# Iphone 5c ecran noir et vibration toute les 5 secondes



## mrfiz (31 Mars 2015)

Salut la compagnie,

Suite à une chute, mon iphone 5c me propose un écran noir au démarrage, normal vous allez me dire 
	

	
	
		
		

		
			





 Mais de cette chute, il vibre sans cesse toutes les 5 secondes.
L'iphone est encore reconnu sous itunes, mais impossible de valider l'opération "autoriser l'accès sur votre iphone"

D'après vos expériences, l’écran sera la cause de mon problème?

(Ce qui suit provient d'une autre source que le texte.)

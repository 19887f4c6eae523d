use std::path::{Path, PathBuf};

use rand::seq::SliceRandom;

use crate::error::{Error, Result};

/// Source of playable items, consulted on every start.
pub trait AssetSource: Send + Sync {
    fn pick_one(&self) -> Result<PathBuf>;
}

/// Directory of audio files filtered by extension.
///
/// The directory is enumerated on every call, so files added or removed while
/// the daemon runs are picked up without a restart.
#[derive(Clone, Debug)]
pub struct AssetCatalog {
    dir: PathBuf,
    extension: String,
    case_sensitive: bool,
}

impl AssetCatalog {
    pub fn new(dir: impl Into<PathBuf>, extension: &str, case_sensitive: bool) -> Self {
        let extension = extension.trim_start_matches('.');
        let extension = if case_sensitive {
            extension.to_string()
        } else {
            extension.to_lowercase()
        };
        Self {
            dir: dir.into(),
            extension,
            case_sensitive,
        }
    }

    pub fn dir(&self) -> &Path {
        &self.dir
    }

    fn is_eligible(&self, file_name: &str) -> bool {
        let suffix = format!(".{}", self.extension);
        if self.case_sensitive {
            file_name.ends_with(&suffix)
        } else {
            file_name.to_lowercase().ends_with(&suffix)
        }
    }

    /// Eligible items currently in the directory, sorted by path.
    ///
    /// A missing or unreadable directory yields an empty list.
    pub fn eligible(&self) -> Vec<PathBuf> {
        let entries = match std::fs::read_dir(&self.dir) {
            Ok(entries) => entries,
            Err(e) => {
                log::warn!("audio catalog {} unreadable: {}", self.dir.display(), e);
                return Vec::new();
            }
        };
        let mut items: Vec<PathBuf> = entries
            .filter_map(|entry| entry.ok())
            .filter(|entry| entry.file_type().map(|t| !t.is_dir()).unwrap_or(false))
            .filter(|entry| {
                entry
                    .file_name()
                    .to_str()
                    .is_some_and(|name| self.is_eligible(name))
            })
            .map(|entry| entry.path())
            .collect();
        items.sort();
        items
    }
}

impl AssetSource for AssetCatalog {
    fn pick_one(&self) -> Result<PathBuf> {
        let items = self.eligible();
        items
            .choose(&mut rand::thread_rng())
            .cloned()
            .ok_or_else(|| Error::NoAssetsAvailable {
                dir: self.dir.clone(),
            })
    }
}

Par avance merci pour votre aiguillage


----------



## Jura39 (1 Avril 2015)

Le mieux est de voir directement avec Apple


----------



## Bultech (17 Mai 2015)

Bonjour d'après mon expérience, oui ça peut certainement venir de l'écran.


----------



## Maxmad68 (2 Juillet 2015)

S'il est jailbreaké, Apple ne le prendra pas en garantie... Dans ce même cas, c'est que le SpringBoard crash en permanance... Essaye de le réinitialiser, et si tu le re-jailbreak, installe tout de suite depuis Cydia le Mobile Substrate, la meilleure sécurité qui puisse exister


----------



## mrfiz (2 Juillet 2015)

Bonjour à tous,

De retour après avoir reçu un nouvel écran. Après la pose de celui-ci, la pomme apparaît, donc l'écran était bien mort. Mais deuxième autre problème, la pomme et la batterie faible clignote sans cesse. Itunes ne reconnait même plus le téléphone.
Je précise à Maxmad68 que le i5c n'est pas jailbreaké. Auriez vous une piste sur laquelle je pourrais partir?


----------



## daffyb (2 Juillet 2015)

Attend qu'il charge un peu...
Sinon, peut-être un autre soucis suite à la chute ou au démontage


----------



## Jura39 (2 Juillet 2015)

daffyb a dit:


> Attend qu'il charge un peu...
> Sinon, peut-être un autre soucis suite à la chute ou au démontage



Ou prepare toi au pire


----------



## mrfiz (27 Novembre 2015)

Je reviens pour le résultat de cette panne. Carte mère HS ainsi que l’écran. J'ai donc changé de téléphone.

Merci pour votre aide.


----------



## Jura39 (28 Novembre 2015)

mrfiz a dit:


> Je reviens pour le résultat de cette panne. Carte mère HS ainsi que l’écran. J'ai donc changé de téléphone.
> 
> Merci pour votre aide.


Merci de ton retour


----------